Однажды, на одном совещании, произошло следующее. Социал-демократы выпустили листовку, в которой о нем говорилось в грубом тоне как о зазнавшемся демагоге. Кто-то принес с собой эту листовку на совещание. Он прочитал листовку и сразу преобразился. Он как бы рос, глаза его горели. Он с силой ударил кулаком по столу и начал говорить. Слова его не только были незначительны, в них вообще было мало смысла. Он грозил, что «сотрет социал-демократов с лица земли», после того как «покажет их лицемерие и нахальство всем рабочим»; он произнес еще несколько фраз, не более убедительных. Однако впечатление произвел не смысл его речи. Я не раз слышал Бебеля и Жореса. Никогда никто из них не производил на моих глазах такого захватывающего впечатления на своих слушателей, не держал их так в своей власти, как он во время этого выступления, к тому же не на митинге, где гораздо легче говорить, а в небольшой комнате на совещании из нескольких лиц, причем речь его состояла почти исключительно из одних угроз. У него был настоящий талант оратора, и, когда я услышал его дышащие гневом и негодованием слова, я понял, чем этот человек завоевал и подчинил себе массы. Присмотревшись к нему ближе, я не заметил в нем большой и горячей любви к революции».

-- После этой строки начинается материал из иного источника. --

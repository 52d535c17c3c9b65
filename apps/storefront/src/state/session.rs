//! # Shopper Session
//!
//! Owns one shopper's cart and checkout flow for as long as they browse.
//!
//! ## Lifecycle
//! ```text
//! new(currency) ──► browse (cart ops, anonymous allowed)
//!                     │
//!                     ▼
//!                  sign_in(identity) ──► checkout steps ──► CheckoutService
//!                     │
//!                     ▼
//!                  sign_out() ──► back to anonymous; cart kept
//! ```

use serde::Serialize;
use tracing::debug;

use rentshelf_core::checkout::CheckoutResult;
use rentshelf_core::{
    AddOutcome, CartEvent, CartSnapshot, CartStore, CatalogItem, CheckoutFlow, CheckoutStep,
    CoreResult, Identity, ShippingDetails,
};

/// A shopper's cart, checkout progress and sign-in state.
#[derive(Debug, Clone, Serialize)]
#[serde(rename_all = "camelCase")]
pub struct ShopperSession {
    cart: CartStore,
    checkout: CheckoutFlow,
    identity: Option<Identity>,
}

impl ShopperSession {
    /// Creates an anonymous session charging in `currency`.
    pub fn new(currency: impl Into<String>) -> Self {
        ShopperSession {
            cart: CartStore::new(),
            checkout: CheckoutFlow::new(currency),
            identity: None,
        }
    }

    // =========================================================================
    // Sign-in
    // =========================================================================

    pub fn sign_in(&mut self, identity: Identity) {
        debug!(uid = %identity.uid, role = ?identity.role, "Shopper signed in");
        self.identity = Some(identity);
    }

    /// Signs out, abandoning any checkout in progress. The cart is kept.
    ///
    /// The identity is always cleared.
    ///
    /// ## Errors
    /// `CannotCancel` while an order is being finalized; the checkout step
    /// is then left as is.
    pub fn sign_out(&mut self) -> CheckoutResult<()> {
        if let Some(identity) = self.identity.take() {
            debug!(uid = %identity.uid, "Shopper signed out");
        }

        match self.checkout.step().clone() {
            step if step.is_terminal() => self.checkout.reset(),
            CheckoutStep::Payment { in_flight: true } => {
                self.checkout.abandon_payment()?;
                self.checkout.cancel()
            }
            _ => self.checkout.cancel(),
        }
    }

    pub fn identity(&self) -> Option<&Identity> {
        self.identity.as_ref()
    }

    // =========================================================================
    // Cart
    // =========================================================================

    pub fn cart(&self) -> &CartStore {
        &self.cart
    }

    pub fn cart_mut(&mut self) -> &mut CartStore {
        &mut self.cart
    }

    pub fn add_to_cart(&mut self, item: CatalogItem, rental_days: Option<i64>) -> CoreResult<AddOutcome> {
        self.cart.add_item(item, rental_days)
    }

    pub fn remove_from_cart(&mut self, item_id: &str) -> bool {
        self.cart.remove_item(item_id)
    }

    pub fn update_rental_days(&mut self, item_id: &str, days: i64) -> CoreResult<bool> {
        self.cart.update_rental_days(item_id, days)
    }

    pub fn cart_snapshot(&self) -> CoreResult<CartSnapshot> {
        self.cart.snapshot()
    }

    /// Notifications queued by cart operations, oldest first.
    pub fn notifications(&mut self) -> Vec<CartEvent> {
        self.cart.drain_events()
    }

    // =========================================================================
    // Checkout
    // =========================================================================

    pub fn checkout(&self) -> &CheckoutFlow {
        &self.checkout
    }

    pub fn checkout_step(&self) -> &CheckoutStep {
        self.checkout.step()
    }

    pub fn proceed_to_shipping(&mut self) -> CheckoutResult<()> {
        self.checkout
            .proceed_to_shipping(&self.cart, self.identity.as_ref())
    }

    pub fn submit_shipping(&mut self, details: ShippingDetails) -> CheckoutResult<()> {
        self.checkout.submit_shipping(details)
    }

    pub fn back(&mut self) -> CheckoutResult<()> {
        self.checkout.back()
    }

    pub fn cancel_checkout(&mut self) -> CheckoutResult<()> {
        self.checkout.cancel()
    }

    pub fn reset_checkout(&mut self) -> CheckoutResult<()> {
        self.checkout.reset()
    }

    /// Drops a capture that will never report back, so the shopper can
    /// retry or cancel.
    pub fn abandon_payment(&mut self) -> CheckoutResult<()> {
        self.checkout.abandon_payment()
    }

    /// Borrows the three parts at once for the checkout service.
    pub(crate) fn parts_mut(&mut self) -> (&mut CartStore, &mut CheckoutFlow, Option<&Identity>) {
        (&mut self.cart, &mut self.checkout, self.identity.as_ref())
    }
}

Эта характеристика относится к русскому священнику Гапону, предводителю знаменитой демонстрации к Зимнему дворцу 9 января 1905 г. Автор описания — террорист Борис Савинков. Каждая черточка этого портрета словно списана с Гитлера. Даже политические речи Гапона и Гитлера сходны. Гапон тоже не был действительным революционером, он был чем-то вроде «всеподданнейшего бунтовщика его величества». Поэтому ему суждено было прослыть за шпиона, хотя он не был им вначале, а стал им лишь впоследствии. Возмущенные товарищи «казнили» его на уединенной даче.

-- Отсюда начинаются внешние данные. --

//! # Storefront Configuration
//!
//! Configuration is loaded from environment variables with fallback to
//! defaults, and is read-only afterwards.
//!
//! | Variable                        | Default    | Meaning                          |
//! |---------------------------------|------------|----------------------------------|
//! | `RENTSHELF_DATABASE_PATH`       | (unset)    | SQLite file; unset = in-memory   |
//! | `RENTSHELF_CURRENCY`            | `USD`      | Catalog and charge currency      |
//! | `RENTSHELF_DISPLAY_CURRENCY`    | `INR`      | Currency prices are shown in     |
//! | `RENTSHELF_DISPLAY_RATE`        | `83`       | Fixed catalog → display rate     |
//! | `RENTSHELF_RETURN_WINDOW_DAYS`  | `30`       | Days until a rental is due back  |
//! | `RENTSHELF_LOG`                 | `info`     | Log filter when `RUST_LOG` unset |

use std::env;
use std::path::PathBuf;
use std::str::FromStr;

use rentshelf_core::pricing::format_currency;
use rentshelf_core::{CoreResult, Money, RETURN_WINDOW_DAYS};
use rust_decimal::Decimal;
use serde::{Deserialize, Serialize};

/// Storefront configuration.
#[derive(Debug, Clone, Serialize, Deserialize)]
#[serde(rename_all = "camelCase")]
pub struct StorefrontConfig {
    /// SQLite database file. `None` selects the in-memory stores.
    pub database_path: Option<PathBuf>,

    /// ISO 4217 code of catalog prices and payment captures.
    pub currency: String,

    /// ISO 4217 code prices are displayed in.
    pub display_currency: String,

    /// Multiplier from `currency` to `display_currency`.
    pub display_rate: Decimal,

    /// Days between order creation and the return due date.
    pub return_window_days: i64,

    /// Fallback tracing filter.
    pub log_level: String,
}

impl Default for StorefrontConfig {
    fn default() -> Self {
        StorefrontConfig {
            database_path: None,
            currency: "USD".to_string(),
            display_currency: "INR".to_string(),
            display_rate: Decimal::from(83),
            return_window_days: RETURN_WINDOW_DAYS,
            log_level: "info".to_string(),
        }
    }
}

impl StorefrontConfig {
    /// Load configuration from environment variables.
    pub fn load() -> Result<Self, ConfigError> {
        Self::from_lookup(|key| env::var(key).ok())
    }

    /// Load configuration through an arbitrary variable lookup.
    pub fn from_lookup<F>(lookup: F) -> Result<Self, ConfigError>
    where
        F: Fn(&str) -> Option<String>,
    {
        let defaults = StorefrontConfig::default();

        let config = StorefrontConfig {
            database_path: lookup("RENTSHELF_DATABASE_PATH")
                .filter(|p| !p.trim().is_empty())
                .map(PathBuf::from),

            currency: lookup("RENTSHELF_CURRENCY")
                .map(|c| c.trim().to_uppercase())
                .unwrap_or(defaults.currency),

            display_currency: lookup("RENTSHELF_DISPLAY_CURRENCY")
                .map(|c| c.trim().to_uppercase())
                .unwrap_or(defaults.display_currency),

            display_rate: match lookup("RENTSHELF_DISPLAY_RATE") {
                Some(raw) => Decimal::from_str(raw.trim())
                    .map_err(|_| ConfigError::InvalidValue("RENTSHELF_DISPLAY_RATE".to_string()))?,
                None => defaults.display_rate,
            },

            return_window_days: match lookup("RENTSHELF_RETURN_WINDOW_DAYS") {
                Some(raw) => raw.trim().parse().map_err(|_| {
                    ConfigError::InvalidValue("RENTSHELF_RETURN_WINDOW_DAYS".to_string())
                })?,
                None => defaults.return_window_days,
            },

            log_level: lookup("RENTSHELF_LOG").unwrap_or(defaults.log_level),
        };

        config.validate()?;
        Ok(config)
    }

    fn validate(&self) -> Result<(), ConfigError> {
        if !is_known_currency(&self.currency) {
            return Err(ConfigError::InvalidValue("RENTSHELF_CURRENCY".to_string()));
        }
        if !is_known_currency(&self.display_currency) {
            return Err(ConfigError::InvalidValue(
                "RENTSHELF_DISPLAY_CURRENCY".to_string(),
            ));
        }
        if self.display_rate <= Decimal::ZERO {
            return Err(ConfigError::InvalidValue("RENTSHELF_DISPLAY_RATE".to_string()));
        }
        if self.return_window_days <= 0 {
            return Err(ConfigError::InvalidValue(
                "RENTSHELF_RETURN_WINDOW_DAYS".to_string(),
            ));
        }
        Ok(())
    }

    /// Formats an amount in the catalog currency.
    pub fn format_price(&self, amount: Money) -> CoreResult<String> {
        format_currency(amount, &self.currency)
    }

    /// Converts an amount at the fixed display rate and formats it in the
    /// display currency. Stored amounts are never converted.
    pub fn display_price(&self, amount: Money) -> CoreResult<String> {
        format_currency(amount.convert(self.display_rate)?, &self.display_currency)
    }
}

fn is_known_currency(code: &str) -> bool {
    format_currency(Money::ZERO, code).is_ok()
}

/// Configuration error types.
#[derive(Debug, thiserror::Error)]
pub enum ConfigError {
    #[error("Invalid value for {0}")]
    InvalidValue(String),
}

#[cfg(test)]
mod tests {
    use super::*;
    use rust_decimal_macros::dec;
    use std::collections::HashMap;

    fn load(vars: &[(&str, &str)]) -> Result<StorefrontConfig, ConfigError> {
        let vars: HashMap<String, String> = vars
            .iter()
            .map(|(k, v)| (k.to_string(), v.to_string()))
            .collect();
        StorefrontConfig::from_lookup(|key| vars.get(key).cloned())
    }

    #[test]
    fn test_defaults() {
        let config = load(&[]).unwrap();
        assert!(config.database_path.is_none());
        assert_eq!(config.currency, "USD");
        assert_eq!(config.display_currency, "INR");
        assert_eq!(config.display_rate, dec!(83));
        assert_eq!(config.return_window_days, 30);
        assert_eq!(config.log_level, "info");
    }

    #[test]
    fn test_overrides() {
        let config = load(&[
            ("RENTSHELF_DATABASE_PATH", "/tmp/shelf.db"),
            ("RENTSHELF_CURRENCY", "eur"),
            ("RENTSHELF_DISPLAY_RATE", "1.5"),
            ("RENTSHELF_RETURN_WINDOW_DAYS", "14"),
        ])
        .unwrap();
        assert_eq!(config.database_path, Some(PathBuf::from("/tmp/shelf.db")));
        assert_eq!(config.currency, "EUR");
        assert_eq!(config.display_rate, dec!(1.5));
        assert_eq!(config.return_window_days, 14);
    }

    #[test]
    fn test_invalid_values() {
        for (key, value) in [
            ("RENTSHELF_DISPLAY_RATE", "abc"),
            ("RENTSHELF_DISPLAY_RATE", "-1"),
            ("RENTSHELF_RETURN_WINDOW_DAYS", "0"),
            ("RENTSHELF_RETURN_WINDOW_DAYS", "thirty"),
            ("RENTSHELF_CURRENCY", "XYZ"),
        ] {
            let err = load(&[(key, value)]).unwrap_err();
            assert_eq!(err.to_string(), format!("Invalid value for {key}"));
        }
    }

    #[test]
    fn test_format_price() {
        let config = load(&[]).unwrap();
        assert_eq!(config.format_price(Money::from_major(41)).unwrap(), "$41.00");
    }

    #[test]
    fn test_display_price_converts() {
        let config = load(&[("RENTSHELF_DISPLAY_CURRENCY", "USD"), ("RENTSHELF_DISPLAY_RATE", "2")]).unwrap();
        assert_eq!(config.display_price(Money::new(dec!(10.25))).unwrap(), "$20.50");
    }
}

Для роли шпиона обстановка вокруг Гитлера слишком серьезна. Однако по мере своего возвышения Гитлер входит во вкус и злоупотребляет доверием своих приверженцев; он скоро оправдал недоверие, которое с самого начала питали к нему пролетаризированные основатели партии. Гапон, согласно Савинкову, обладал способностью, имеющейся у Гитлера: при желании он умел приноровиться к каждому и вел себя с ним так, что тот принимал его за своего. Как и у Гитлера, происхождение и политическое прошлое Гапона покрыто мраком неизвестности; Гапон тоже обособляется от товарищей, скрывает от них свою частную жизнь.
Его стиль
Среди умственных интересов на первом месте у него история, на втором — искусство. Это обычный уровень немецкого гимназиста довоенного времени, об этом заботилась школа. У Гитлера сохранились обе эти банальные наклонности. Символы, зрелища, парады и здания его партии проектировались большей частью первоначально им. Это не просто наклонность к мишуре в духе Вильгельма II. Когда Гитлер тратит несколько дней на то, чтобы набросать проект подходящего знамени для штурмовых отрядов или значка для партийного съезда, это объясняется пропагандистской ролью этих символов: масса привлекается знаменами, а не переговорами, поэтому вождь может со спокойной совестью посвятить часть своего времени знаменам. Что касается художественной стороны, это большей частью кричащие плакаты. Прототип их можно искать то ли в военных символах наполеоновских войск, то ли в Монреале. Готику Гитлер недолюбливает. Его теория искусства представляет собой смесь из ученического культа красоты и расовой социологии. Согласно этой теории все великие произведения искусства носят «северный» и «красивый» характер. Всякий экспрессионизм Гитлер с негодованием отвергает как еврейско-большевистский; при этом он вообще не видит сродства экспрессионистских произведений военных и послевоенных годов — это не свидетельствует о глубине его художественного чутья и его чувства расы.